Years passed without further serious study on this treatment until 1929 when William Baer, an orthopedic surgeon at John Hopkins University, applied maggots to wounded individuals in an effort to heal their tissues. He then brought his research to medical conferences across America.  After bringing this therapy to the medical world’s attention, it became widely used throughout the 1920s and 1930s. However, after World War II, advances in medicine made the use of antibodies and surgical remedies far more popular than the squeamish maggot therapy.
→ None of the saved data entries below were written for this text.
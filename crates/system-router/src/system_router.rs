// Copyright Exograph, Inc. All rights reserved.
//
// Use of this software is governed by the Business Source License
// included in the LICENSE file at the root of this repository.
//
// As of the Change Date specified in that file, in accordance with
// the Business Source License, use of this software will be governed
// by the Apache License, Version 2.0.

use std::sync::Arc;

use async_trait::async_trait;
use bridge_env::Environment;
use common::env_const::allow_introspection;
use common::http::{RequestPayload, ResponsePayload};
use common::router::{CompositeRouter, Router};
use graphql_router::{ExecutionEngine, GraphQLRouter, GraphQLRouterConfig};
use playground_router::{PlaygroundRouter, PlaygroundRouterConfig};
use tracing::{instrument, warn};

/// The GraphQL endpoint followed by the playground. Requests neither of them takes get a `404`.
pub struct SystemRouter {
    underlying: CompositeRouter,
    playground_config: Arc<PlaygroundRouterConfig>,
}

impl SystemRouter {
    pub fn new(
        engine: Arc<dyn ExecutionEngine>,
        graphql_config: GraphQLRouterConfig,
        env: Arc<dyn Environment>,
    ) -> Self {
        if !allow_introspection(env.as_ref()) {
            warn!("Introspection is disabled, the playground will not be served");
        }

        let playground_config = Arc::new(PlaygroundRouterConfig::new(env));

        let routers: Vec<Box<dyn Router + Send + Sync>> = vec![
            Box::new(GraphQLRouter::new(engine, Arc::new(graphql_config))),
            Box::new(PlaygroundRouter::new(playground_config.clone())),
        ];

        Self {
            underlying: CompositeRouter::new(routers),
            playground_config,
        }
    }

    pub fn is_playground_request(&self, request_path: &str, request_method: http::Method) -> bool {
        self.playground_config
            .suitable(request_path, request_method)
    }
}

#[async_trait]
impl Router for SystemRouter {
    #[instrument(name = "SystemRouter::route", skip_all)]
    async fn route(&self, request: &mut (dyn RequestPayload + Send)) -> Option<ResponsePayload> {
        self.underlying.route(request).await
    }
}

#[cfg(test)]
mod tests {
    use bridge_env::{CompositeEnvironment, MapEnvironment};
    use bytes::Bytes;
    use common::{
        context::Context,
        env_const::{BRIDGE_GRAPHQL_HTTP_PATH, BRIDGE_PLAYGROUND_HTTP_PATH},
        http::{HttpRequestPayload, ResponseBody},
    };
    use graphql_router::GraphQLError;
    use http::StatusCode;
    use serde_json::{Map, Value};

    use super::*;

    struct Echo;

    #[async_trait]
    impl ExecutionEngine for Echo {
        async fn execute(
            &self,
            query: &str,
            _variables: &Map<String, Value>,
            _operation_name: Option<&str>,
            _context: Arc<Context>,
        ) -> Result<String, GraphQLError> {
            Ok(serde_json::json!({ "data": query }).to_string())
        }
    }

    fn router() -> SystemRouter {
        let overrides = MapEnvironment::from([(BRIDGE_PLAYGROUND_HTTP_PATH, "/ui")]);
        let base = MapEnvironment::from([
            (BRIDGE_PLAYGROUND_HTTP_PATH, "/playground"),
            (BRIDGE_GRAPHQL_HTTP_PATH, "/gql"),
        ]);
        let env: Arc<dyn Environment> = Arc::new(CompositeEnvironment::new(vec![
            Arc::new(overrides),
            Arc::new(base),
        ]));

        SystemRouter::new(
            Arc::new(Echo),
            GraphQLRouterConfig::new(env.as_ref()),
            env,
        )
    }

    fn request(method: http::Method, path: &str, body: &'static str) -> HttpRequestPayload {
        HttpRequestPayload::new(
            http::Request::builder()
                .method(method)
                .uri(path)
                .body(Bytes::from_static(body.as_bytes()))
                .unwrap(),
        )
    }

    #[tokio::test]
    async fn routes_by_path_and_method() {
        let router = router();

        let response = router
            .route(&mut request(http::Method::POST, "/gql", r#"{"query": "{ a }"}"#))
            .await
            .unwrap();
        assert_eq!(response.status_code, StatusCode::OK);
        assert_eq!(
            response.body,
            ResponseBody::Bytes(br#"{"data":"{ a }"}"#.to_vec())
        );

        let response = router
            .route(&mut request(http::Method::GET, "/ui", ""))
            .await
            .unwrap();
        assert_eq!(response.status_code, StatusCode::OK);
        assert_eq!(
            response.headers.get("content-type").as_deref(),
            Some("text/html")
        );
        assert!(router.is_playground_request("/ui", http::Method::GET));
        assert!(!router.is_playground_request("/playground", http::Method::GET));

        for (method, path) in [
            (http::Method::GET, "/gql"),
            (http::Method::POST, "/ui"),
            (http::Method::GET, "/playground"),
        ] {
            let response = router.route(&mut request(method, path, "")).await.unwrap();
            assert_eq!(response.status_code, StatusCode::NOT_FOUND);
        }
    }
}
These medical advancements were seen as a superior method of treating wounds, we no longer needed to place disgusting, creepy maggots on people’s injured skin, but the medical community and general public may have been wrong to do away with the bug-based healing method since maggot therapy has no recorded negative side effects and is more cost-effective than other treatments! Scientific studies have shown medical maggots help wounded victims in three ways: they clean the wound by moving around the injured area and dissolving dead tissues with their strong digestive enzymes, they stimulate tissue development and the growth of new healthy cells, and they kill bacteria in the wound with their antimicrobial microbes.

According to peer-reviewed studies done by the US National Library of Medicine, maggot debridement therapy (MDT) is safe, effective, and well-controlled method of healing wounds. This is because the maggots being used are just any old maggots you might find feasting on some rotting meat, but they must meet specific criteria. These wriggling larvae must be sterile maggots typically of the “sheep blowfly” (Lucilia Phaenicia) or the “blowflies” (Calliphoridae) species. And luckily for the patients, these fly larvae are selected for their preference to dine on necrotic tissue, not healthy cells!

The process is somewhat stomach-turning as the doctor will place approximately 100 live, squirming maggots onto the infected area then wrap gauze over the wound to keep the maggots in the general vicinity. The patient will then keep the maggots on their skin anywhere from 2 to 5 days depending on the extent of the damage.

A typical round of MDT therapy only costs about $100 a session, saving you thousands of dollars and avoiding more invasive methods like surgery. There are currently about 1,000 doctors right in the USA that perform maggot debridement therapy so there are plenty you can contact if you’re interested in exploring an alternative, cost-effective, and more natural method of healing your wounds.